> Exercise data

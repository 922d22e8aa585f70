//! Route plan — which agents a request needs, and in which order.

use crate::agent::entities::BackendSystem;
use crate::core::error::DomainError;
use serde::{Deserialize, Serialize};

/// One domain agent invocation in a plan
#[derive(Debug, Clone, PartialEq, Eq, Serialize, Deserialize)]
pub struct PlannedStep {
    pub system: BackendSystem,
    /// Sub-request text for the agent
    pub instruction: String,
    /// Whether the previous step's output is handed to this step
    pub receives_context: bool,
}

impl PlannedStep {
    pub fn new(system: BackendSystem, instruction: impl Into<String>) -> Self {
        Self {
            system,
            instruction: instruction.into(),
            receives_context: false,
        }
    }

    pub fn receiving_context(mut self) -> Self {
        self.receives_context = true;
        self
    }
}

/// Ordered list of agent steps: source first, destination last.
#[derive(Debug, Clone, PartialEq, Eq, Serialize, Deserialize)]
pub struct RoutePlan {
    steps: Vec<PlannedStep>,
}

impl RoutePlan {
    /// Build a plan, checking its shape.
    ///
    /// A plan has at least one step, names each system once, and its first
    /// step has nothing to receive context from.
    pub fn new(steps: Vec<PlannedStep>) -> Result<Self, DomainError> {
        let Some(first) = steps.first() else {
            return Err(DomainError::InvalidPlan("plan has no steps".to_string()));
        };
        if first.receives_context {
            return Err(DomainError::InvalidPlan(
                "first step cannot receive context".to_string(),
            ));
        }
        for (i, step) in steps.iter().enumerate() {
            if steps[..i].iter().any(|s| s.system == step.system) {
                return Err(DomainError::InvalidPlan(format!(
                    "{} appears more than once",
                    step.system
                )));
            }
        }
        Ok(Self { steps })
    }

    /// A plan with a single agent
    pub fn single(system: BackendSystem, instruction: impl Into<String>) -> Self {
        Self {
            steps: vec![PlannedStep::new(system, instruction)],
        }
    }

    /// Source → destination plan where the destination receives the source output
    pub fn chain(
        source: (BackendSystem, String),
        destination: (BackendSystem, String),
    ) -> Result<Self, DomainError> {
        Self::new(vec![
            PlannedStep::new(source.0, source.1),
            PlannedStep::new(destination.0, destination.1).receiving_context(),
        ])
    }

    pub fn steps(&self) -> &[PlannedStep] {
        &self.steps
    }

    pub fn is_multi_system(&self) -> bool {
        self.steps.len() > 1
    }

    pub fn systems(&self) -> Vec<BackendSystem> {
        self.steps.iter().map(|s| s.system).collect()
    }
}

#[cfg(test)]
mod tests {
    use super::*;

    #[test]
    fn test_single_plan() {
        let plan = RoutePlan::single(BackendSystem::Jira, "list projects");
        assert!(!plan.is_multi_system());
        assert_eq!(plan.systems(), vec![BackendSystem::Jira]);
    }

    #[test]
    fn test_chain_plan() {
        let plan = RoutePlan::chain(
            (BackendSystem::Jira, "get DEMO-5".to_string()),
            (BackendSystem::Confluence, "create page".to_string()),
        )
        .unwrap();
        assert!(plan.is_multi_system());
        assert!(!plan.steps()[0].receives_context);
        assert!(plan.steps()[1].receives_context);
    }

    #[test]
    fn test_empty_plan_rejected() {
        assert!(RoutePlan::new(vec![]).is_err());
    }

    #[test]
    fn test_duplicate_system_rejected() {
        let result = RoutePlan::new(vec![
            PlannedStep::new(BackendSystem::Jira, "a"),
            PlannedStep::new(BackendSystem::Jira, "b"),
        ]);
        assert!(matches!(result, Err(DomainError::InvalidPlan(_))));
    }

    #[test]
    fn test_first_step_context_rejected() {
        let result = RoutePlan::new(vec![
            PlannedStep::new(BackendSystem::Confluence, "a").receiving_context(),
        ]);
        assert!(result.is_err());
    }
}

...

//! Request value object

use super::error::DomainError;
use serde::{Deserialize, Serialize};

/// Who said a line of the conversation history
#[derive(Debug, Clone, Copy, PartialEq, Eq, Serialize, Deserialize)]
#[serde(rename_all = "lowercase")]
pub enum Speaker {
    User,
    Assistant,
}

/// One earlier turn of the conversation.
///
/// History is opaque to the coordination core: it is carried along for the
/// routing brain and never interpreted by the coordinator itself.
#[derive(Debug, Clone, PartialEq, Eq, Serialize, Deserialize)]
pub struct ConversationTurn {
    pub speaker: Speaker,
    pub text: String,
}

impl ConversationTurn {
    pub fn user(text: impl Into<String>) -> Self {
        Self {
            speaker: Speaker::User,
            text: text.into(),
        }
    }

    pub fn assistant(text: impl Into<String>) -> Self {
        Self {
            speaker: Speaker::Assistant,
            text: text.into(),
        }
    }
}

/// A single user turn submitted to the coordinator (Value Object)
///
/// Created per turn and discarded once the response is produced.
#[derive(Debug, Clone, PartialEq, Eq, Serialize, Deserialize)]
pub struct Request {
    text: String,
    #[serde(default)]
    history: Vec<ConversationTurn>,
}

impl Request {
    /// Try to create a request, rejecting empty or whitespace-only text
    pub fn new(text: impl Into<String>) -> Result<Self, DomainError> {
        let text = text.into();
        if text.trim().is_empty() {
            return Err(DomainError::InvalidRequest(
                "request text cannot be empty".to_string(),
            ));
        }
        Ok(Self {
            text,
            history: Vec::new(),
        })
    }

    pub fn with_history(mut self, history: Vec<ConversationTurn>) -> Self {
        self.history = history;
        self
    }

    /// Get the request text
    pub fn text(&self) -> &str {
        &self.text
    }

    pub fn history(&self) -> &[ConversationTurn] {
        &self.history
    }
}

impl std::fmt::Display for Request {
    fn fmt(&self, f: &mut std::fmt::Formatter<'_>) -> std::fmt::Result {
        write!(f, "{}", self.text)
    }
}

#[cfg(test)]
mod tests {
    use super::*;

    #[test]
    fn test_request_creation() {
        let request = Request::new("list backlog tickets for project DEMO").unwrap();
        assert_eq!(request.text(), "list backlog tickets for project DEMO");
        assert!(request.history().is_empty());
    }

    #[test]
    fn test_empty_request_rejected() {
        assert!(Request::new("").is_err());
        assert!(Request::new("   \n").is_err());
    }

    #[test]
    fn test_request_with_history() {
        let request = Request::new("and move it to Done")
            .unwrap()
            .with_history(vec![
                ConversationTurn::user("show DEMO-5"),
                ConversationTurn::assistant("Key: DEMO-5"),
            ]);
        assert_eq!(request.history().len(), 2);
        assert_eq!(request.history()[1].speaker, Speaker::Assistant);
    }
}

> To do
Lines containing the word "iter" must be found in the data above and copied.

> Task output
        for (i, step) in steps.iter().enumerate() {
            if steps[..i].iter().any(|s| s.system == step.system) {
        self.steps.iter().map(|s| s.system).collect()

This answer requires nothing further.